(Saved data entries)
§

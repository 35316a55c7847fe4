//! ata-rag CLI 진입점

use anyhow::Result;
use clap::Parser;
use tracing_subscriber::EnvFilter;

fn main() -> Result<()> {
    // 로깅 초기화 (RUST_LOG가 없거나 잘못되면 info)
    tracing_subscriber::fmt()
        .with_env_filter(log_filter(std::env::var("RUST_LOG").ok()))
        .init();

    let cli = ata_rag::cli::Cli::parse();

    tokio::runtime::Builder::new_multi_thread()
        .enable_all()
        .build()?
        .block_on(ata_rag::cli::run(cli))
}

fn log_filter(directives: Option<String>) -> EnvFilter {
    directives
        .filter(|d| !d.trim().is_empty())
        .and_then(|d| EnvFilter::try_new(d).ok())
        .unwrap_or_else(|| EnvFilter::new("info"))
}

#[cfg(test)]
mod tests {
    use super::*;

    #[test]
    fn test_log_filter_honors_rust_log() {
        assert_eq!(log_filter(Some("debug".to_string())).to_string(), "debug");
        assert_eq!(
            log_filter(Some("ata_rag=trace".to_string())).to_string(),
            "ata_rag=trace"
        );
    }

    #[test]
    fn test_log_filter_defaults_to_info() {
        assert_eq!(log_filter(None).to_string(), "info");
        assert_eq!(log_filter(Some("  ".to_string())).to_string(), "info");
    }
}
//! Passage 타입 - 검색 단위
//!
//! 문서를 분할한 청크이며, 밀집(벡터) 인덱스와 어휘(FTS5) 인덱스가
//! 각자 독립된 사본을 소유합니다.

use serde::{Deserialize, Serialize};

/// 청크 메타데이터
#[derive(Debug, Clone, PartialEq, Eq, Serialize, Deserialize)]
pub struct PassageMetadata {
    /// 원본 문서 식별자 (수집 시 생성된 UUID)
    pub source_id: String,
    /// 문서 내 청크 순서 (0-based)
    pub chunk_index: i32,
    /// 원본 문서 제목
    pub title: Option<String>,
}

/// 검색 단위 청크 (생성 후 불변)
#[derive(Debug, Clone, PartialEq, Eq, Serialize, Deserialize)]
pub struct Passage {
    pub content: String,
    pub metadata: PassageMetadata,
}

impl Passage {
    pub fn new(content: impl Into<String>, metadata: PassageMetadata) -> Self {
        Self {
            content: content.into(),
            metadata,
        }
    }
}

/// 검색 결과 (점수 내림차순이 계약)
#[derive(Debug, Clone, PartialEq)]
pub struct RetrievalResult {
    pub passage: Passage,
    pub relevance_score: f32,
}

impl RetrievalResult {
    pub fn new(passage: Passage, relevance_score: f32) -> Self {
        Self {
            passage,
            relevance_score,
        }
    }
}

/// 점수 내림차순 비교 (NaN은 동일 취급)
pub(crate) fn cmp_score_desc(a: f32, b: f32) -> std::cmp::Ordering {
    b.partial_cmp(&a).unwrap_or(std::cmp::Ordering::Equal)
}
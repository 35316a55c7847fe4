//! Lexical Index - 키워드 기반 BM25 검색
//!
//! 밀집 인덱스의 전체 스냅샷으로 한 번에 구축되는 메모리 내 FTS5 인덱스입니다.
//! 점진적으로 갱신되지 않으며, 새 업로드를 반영하려면 다시 구축해야 합니다.
//! source: https://www.sqlite.org/fts5.html#the_bm25_function

use std::sync::Mutex;

use anyhow::{Context, Result};
use rusqlite::{params, Connection};

use super::passage::{Passage, RetrievalResult};

/// 메모리 FTS5 인덱스 상태
struct FtsState {
    conn: Mutex<Connection>,
    /// rowid - 1 → Passage
    passages: Vec<Passage>,
}

/// 어휘(키워드) 인덱스
///
/// 실제 Passage 없이 구축되면 비활성 상태가 되며, 이때 검색은 빈 결과를 반환합니다.
/// 비활성 여부는 `is_enabled()`로 구분합니다 (검색 결과 0건과 다름).
pub struct LexicalIndex {
    state: Option<FtsState>,
}

impl LexicalIndex {
    /// 비활성 인덱스
    pub fn disabled() -> Self {
        Self { state: None }
    }

    /// Passage 전체 스냅샷으로 인덱스 구축
    pub fn build(passages: Vec<Passage>) -> Result<Self> {
        let passages: Vec<Passage> = passages
            .into_iter()
            .filter(|p| !p.content.trim().is_empty())
            .collect();

        if passages.is_empty() {
            tracing::warn!("Lexical index built with no passages; keyword search disabled");
            return Ok(Self::disabled());
        }

        let mut conn = Connection::open_in_memory().context("Failed to open in-memory SQLite")?;

        conn.execute(
            "CREATE VIRTUAL TABLE passages_fts USING fts5(
                content,
                tokenize = 'unicode61 remove_diacritics 2'
            )",
            [],
        )
        .context("Failed to create FTS5 table")?;

        {
            let tx = conn.transaction()?;
            {
                let mut stmt =
                    tx.prepare("INSERT INTO passages_fts(rowid, content) VALUES (?1, ?2)")?;
                for (i, passage) in passages.iter().enumerate() {
                    stmt.execute(params![(i + 1) as i64, passage.content])?;
                }
            }
            tx.commit().context("Failed to populate FTS5 table")?;
        }

        tracing::info!("Lexical index built with {} passages", passages.len());

        Ok(Self {
            state: Some(FtsState {
                conn: Mutex::new(conn),
                passages,
            }),
        })
    }

    /// 활성 여부 (구축 시 실제 Passage가 있었는지)
    pub fn is_enabled(&self) -> bool {
        self.state.is_some()
    }

    /// 색인된 Passage 수
    pub fn len(&self) -> usize {
        self.state.as_ref().map(|s| s.passages.len()).unwrap_or(0)
    }

    pub fn is_empty(&self) -> bool {
        self.len() == 0
    }

    /// BM25 키워드 검색 (점수 높은 순)
    pub fn search(&self, query: &str, k: usize) -> Result<Vec<RetrievalResult>> {
        let state = match &self.state {
            Some(state) => state,
            None => return Ok(vec![]),
        };

        let match_expr = build_match_query(query);
        if match_expr.is_empty() || k == 0 {
            return Ok(vec![]);
        }

        let conn = state
            .conn
            .lock()
            .map_err(|e| anyhow::anyhow!("Lock error: {}", e))?;

        let mut stmt = conn.prepare(
            "SELECT rowid, bm25(passages_fts) AS score
             FROM passages_fts
             WHERE passages_fts MATCH ?1
             ORDER BY score
             LIMIT ?2",
        )?;

        let rows = stmt
            .query_map(params![match_expr, k as i64], |row| {
                Ok((row.get::<_, i64>(0)?, row.get::<_, f64>(1)?))
            })?
            .collect::<rusqlite::Result<Vec<_>>>()
            .context("FTS5 query failed")?;

        Ok(rows
            .into_iter()
            .filter_map(|(rowid, bm25)| {
                let passage = state.passages.get((rowid - 1) as usize)?;
                // bm25()는 낮을수록 관련도가 높음 → 부호 반전
                Some(RetrievalResult::new(passage.clone(), (-bm25) as f32))
            })
            .collect())
    }
}

// ============================================================================
// Helper Functions
// ============================================================================

/// FTS5 MATCH 식 생성
///
/// 질문 전체를 AND로 묶으면 거의 매칭되지 않으므로 단어들을 OR로 연결합니다.
/// 각 단어는 따옴표로 감싸 FTS5 연산자로 해석되지 않게 합니다.
fn build_match_query(query: &str) -> String {
    query
        .split(|c: char| !c.is_alphanumeric())
        .filter(|w| !w.is_empty())
        .map(|w| format!("\"{}\"", w.to_lowercase()))
        .collect::<Vec<_>>()
        .join(" OR ")
}

// ============================================================================
// Tests
// ============================================================================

§

- Work to complete:
Look through the entries above; copy every line holding the string "prepare".

- Exercise answer:
                    tx.prepare("INSERT INTO passages_fts(rowid, content) VALUES (?1, ?2)")?;
        let mut stmt = conn.prepare(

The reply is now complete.